Il faut le reconnaître, l’Afrique d’Aya fait plaisir à voir. Loin des guerres, des famines et du Sida (n’oublions pas que l’action se déroule dans les années 70), les auteurs montrent le coté vivant, les réalités quotidiennes de ce magnifique continent. Et Dieu sait que ce parti pris positif leur a été reproché. Un journaliste a notamment écrit que Marguerite Abouet jouait à l’autruche en niant les problèmes de l’Afrique. Mais Aya est finalement une histoire universelle qui pourrait se passer n’importe où, et c’est très bien ainsi.

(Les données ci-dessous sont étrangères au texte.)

//! Configuration validation utilities.

use std::time::Duration;

use crate::types::{Error, Result};

/// Validate that a count is positive.
pub fn validate_positive(n: u64, field: &str) -> Result<()> {
    if n == 0 {
        return Err(Error::config(format!("{} must be positive", field)));
    }
    Ok(())
}

/// Validate that a rate is finite and strictly positive.
pub fn validate_rate(rate: f64, field: &str) -> Result<()> {
    if !rate.is_finite() || rate <= 0.0 {
        return Err(Error::config(format!(
            "{} must be a positive finite number, got {}",
            field, rate
        )));
    }
    Ok(())
}

/// Validate that a duration is non-zero.
pub fn validate_non_zero(duration: Duration, field: &str) -> Result<()> {
    if duration.is_zero() {
        return Err(Error::config(format!("{} must be greater than zero", field)));
    }
    Ok(())
}

/// Validate that `value` is one of `allowed` (case-insensitive).
pub fn validate_one_of(value: &str, allowed: &[&str], field: &str) -> Result<()> {
    if allowed.iter().any(|a| a.eq_ignore_ascii_case(value)) {
        return Ok(());
    }
    Err(Error::config(format!(
        "{} must be one of [{}], got {:?}",
        field,
        allowed.join(", "),
        value
    )))
}

#[cfg(test)]
mod tests {
    use super::*;

    #[test]
    fn test_validators_accept_good_values() {
        assert!(validate_positive(1, "max_requests").is_ok());
        assert!(validate_rate(0.5, "refill_rate").is_ok());
        assert!(validate_non_zero(Duration::from_millis(1), "window").is_ok());
        assert!(validate_one_of("WARN", &["info", "warn"], "log_level").is_ok());
    }

    #[test]
    fn test_validators_reject_bad_values_with_field_name() {
        let cases = [
            validate_positive(0, "max_requests"),
            validate_rate(f64::NAN, "refill_rate"),
            validate_rate(0.0, "refill_rate"),
            validate_non_zero(Duration::ZERO, "window"),
            validate_one_of("loud", &["info", "warn"], "log_level"),
        ];
        for result in cases {
            let err = result.unwrap_err();
            assert_eq!(err.code(), "INVALID_CONFIG");
        }
        let err = validate_positive(0, "max_requests").unwrap_err();
        assert!(err.to_string().contains("max_requests"));
    }
}
//! Three-segment credential wire format.
//!
//! `base64url(header) . base64url(payload) . base64url(hmac(header.payload))`,
//! all segments unpadded.

use base64::engine::general_purpose::URL_SAFE_NO_PAD;
use base64::Engine as _;
use serde::{Deserialize, Serialize};
use serde_json::{Map, Value};

use super::secrets::{SigningAlgorithm, SigningSecret};
use crate::types::{CredentialError, Result, SecretId};

pub const TOKEN_TYPE: &str = "JWT";

/// Token header.
#[derive(Debug, Clone, PartialEq, Eq, Serialize, Deserialize)]
pub struct TokenHeader {
    pub alg: SigningAlgorithm,
    pub typ: String,
    #[serde(default, skip_serializing_if = "Option::is_none")]
    pub kid: Option<SecretId>,
}

/// Session credential claims.
#[derive(Debug, Clone, PartialEq, Serialize, Deserialize)]
pub struct Claims {
    pub sub: String,
    /// Issued-at, unix seconds. Stamped at signing.
    #[serde(default)]
    pub iat: i64,
    /// Expiry, unix seconds.
    pub exp: i64,
    pub jti: String,
    #[serde(default, skip_serializing_if = "Option::is_none")]
    pub sid: Option<String>,
    /// Signing secret id. Stamped at signing.
    #[serde(default, skip_serializing_if = "Option::is_none")]
    pub kid: Option<SecretId>,
    /// Application-defined claims.
    #[serde(flatten)]
    pub extra: Map<String, Value>,
}

impl Claims {
    pub fn new(sub: impl Into<String>, exp: i64, jti: impl Into<String>) -> Self {
        Self {
            sub: sub.into(),
            iat: 0,
            exp,
            jti: jti.into(),
            sid: None,
            kid: None,
            extra: Map::new(),
        }
    }

    pub fn with_session(mut self, sid: impl Into<String>) -> Self {
        self.sid = Some(sid.into());
        self
    }

    pub fn with_claim(mut self, name: impl Into<String>, value: Value) -> Self {
        self.extra.insert(name.into(), value);
        self
    }
}

/// Decoded but unverified token.
#[derive(Debug, Clone)]
pub(crate) struct DecodedToken {
    pub header: TokenHeader,
    pub claims: Claims,
    pub signing_input: String,
    /// `None` when the segment is not valid base64url; such a token can never verify.
    pub signature: Option<Vec<u8>>,
}

impl DecodedToken {
    pub fn verifies_with(&self, secret: &SigningSecret) -> bool {
        match &self.signature {
            Some(signature) => {
                self.header.alg == secret.algorithm
                    && secret.algorithm.verify(
                        secret.material(),
                        self.signing_input.as_bytes(),
                        signature,
                    )
            }
            None => false,
        }
    }
}

pub(crate) fn encode(header: &TokenHeader, claims: &Claims, secret: &SigningSecret) -> Result<String> {
    let header_segment = URL_SAFE_NO_PAD.encode(serde_json::to_vec(header)?);
    let payload_segment = URL_SAFE_NO_PAD.encode(serde_json::to_vec(claims)?);
    let signing_input = format!("{}.{}", header_segment, payload_segment);
    let signature = secret
        .algorithm
        .sign(secret.material(), signing_input.as_bytes())?;
    Ok(format!(
        "{}.{}",
        signing_input,
        URL_SAFE_NO_PAD.encode(signature)
    ))
}

pub(crate) fn decode(token: &str) -> std::result::Result<DecodedToken, CredentialError> {
    let parts: Vec<&str> = token.split('.').collect();
    if parts.len() != 3 || parts.iter().any(|p| p.is_empty()) {
        return Err(CredentialError::InvalidFormat(
            "expected three non-empty segments".to_string(),
        ));
    }

    let header: TokenHeader = decode_segment(parts[0], "header")?;
    let claims: Claims = decode_segment(parts[1], "payload")?;

    Ok(DecodedToken {
        header,
        claims,
        signing_input: format!("{}.{}", parts[0], parts[1]),
        signature: URL_SAFE_NO_PAD.decode(parts[2]).ok(),
    })
}

fn decode_segment<T: serde::de::DeserializeOwned>(
    segment: &str,
    name: &str,
) -> std::result::Result<T, CredentialError> {
    let bytes = URL_SAFE_NO_PAD
        .decode(segment)
        .map_err(|e| CredentialError::InvalidFormat(format!("{} is not base64url: {}", name, e)))?;
    serde_json::from_slice(&bytes)
        .map_err(|e| CredentialError::InvalidFormat(format!("{} is not valid JSON: {}", name, e)))
}

#[cfg(test)]
mod tests {
    use super::*;
    use chrono::Utc;
    use serde_json::json;

    fn secret() -> SigningSecret {
        SigningSecret::from_material(
            b"token-test-key".to_vec(),
            SigningAlgorithm::Hs256,
            Utc::now(),
            chrono::Duration::hours(1),
        )
    }

    fn header(secret: &SigningSecret) -> TokenHeader {
        TokenHeader {
            alg: secret.algorithm,
            typ: TOKEN_TYPE.to_string(),
            kid: Some(secret.id.clone()),
        }
    }

    #[test]
    fn test_encoded_token_has_unpadded_segments() {
        let secret = secret();
        let claims = Claims::new("u1", 4_102_444_800, "jti-1").with_claim("role", json!("admin"));
        let token = encode(&header(&secret), &claims, &secret).unwrap();

        let segments: Vec<&str> = token.split('.').collect();
        assert_eq!(segments.len(), 3);
        assert!(!token.contains('='));
        assert!(!token.contains('+') && !token.contains('/'));

        let header_json: Value =
            serde_json::from_slice(&URL_SAFE_NO_PAD.decode(segments[0]).unwrap()).unwrap();
        assert_eq!(header_json["alg"], "HS256");
        assert_eq!(header_json["typ"], "JWT");
        assert_eq!(header_json["kid"], secret.id.as_str());
    }

    #[test]
    fn test_decode_recovers_claims_and_extra_fields() {
        let secret = secret();
        let claims = Claims::new("u1", 4_102_444_800, "jti-1")
            .with_session("sess-9")
            .with_claim("role", json!("admin"));
        let token = encode(&header(&secret), &claims, &secret).unwrap();

        let decoded = decode(&token).unwrap();
        assert_eq!(decoded.claims, claims);
        assert!(decoded.verifies_with(&secret));
    }

    #[test]
    fn test_decode_rejects_missing_segments() {
        for bad in ["", "a.b", "a..c", "a.b.c.d", ".b.c"] {
            assert!(matches!(
                decode(bad),
                Err(CredentialError::InvalidFormat(_))
            ));
        }
    }

    #[test]
    fn test_decode_rejects_non_json_header() {
        let garbage = URL_SAFE_NO_PAD.encode(b"not json");
        let token = format!("{}.{}.sig", garbage, garbage);
        match decode(&token) {
            Err(CredentialError::InvalidFormat(msg)) => assert!(msg.contains("header")),
            other => panic!("unexpected: {:?}", other),
        }
    }

    #[test]
    fn test_undecodable_signature_never_verifies() {
        let secret = secret();
        let token = encode(&header(&secret), &Claims::new("u1", 1, "j"), &secret).unwrap();
        let (input, _) = token.rsplit_once('.').unwrap();
        let decoded = decode(&format!("{}.%%%", input)).unwrap();
        assert!(decoded.signature.is_none());
        assert!(!decoded.verifies_with(&secret));
    }

    #[test]
    fn test_algorithm_mismatch_never_verifies() {
        let secret = secret();
        let mut hdr = header(&secret);
        let token = encode(&hdr, &Claims::new("u1", 1, "j"), &secret).unwrap();
        let mut decoded = decode(&token).unwrap();
        hdr.alg = SigningAlgorithm::Hs512;
        decoded.header = hdr;
        assert!(!decoded.verifies_with(&secret));
    }
}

Avec se sixième tome, on quitte Yopougon et tous ces personnages haut en couleur pour la dernière fois avec un pincement au cœur. Un feuilleton qui s’est étalé sur plus de 700 pages en gardant le même niveau de qualité, voila qui est rare. Finalement, Aya, c’est un peu comme ce pot de confiture dans lequel on trempe un doigt juste pour goûter et que l’on finit par boulotter en entier parce qu’il n’y a rien à faire, c’est trop bon et on ne peut plus s’arrêter ! Alors attention à vous si vous jetez un œil à cette série, vous risquez de vous engager dans une délicieuse aventure au long cours.

Aya de Yopougon T6, de Marguerite Abouet et Clément Oubrerie, Gallimard, 2010. 112 pages. 17 euros.


L’info en plus : Au départ, Aya devait être une série pour la jeunesse racontant l’enfance de Marguerite Abouet à Yopougon. Mais devant le refus des éditeurs, les deux auteurs ont revu leur copie pour proposer un projet plus adulte. Le succès de la série a depuis permis a Marguerite de mener à bien sa première idée en publiant au mois de juin 2010 un album pour les plus jeunes intitulé Akissi, l’histoire d’une petite fille effrontée et dégourdie qui se mêle de tout dans son quartier et fait tout comme les garçons.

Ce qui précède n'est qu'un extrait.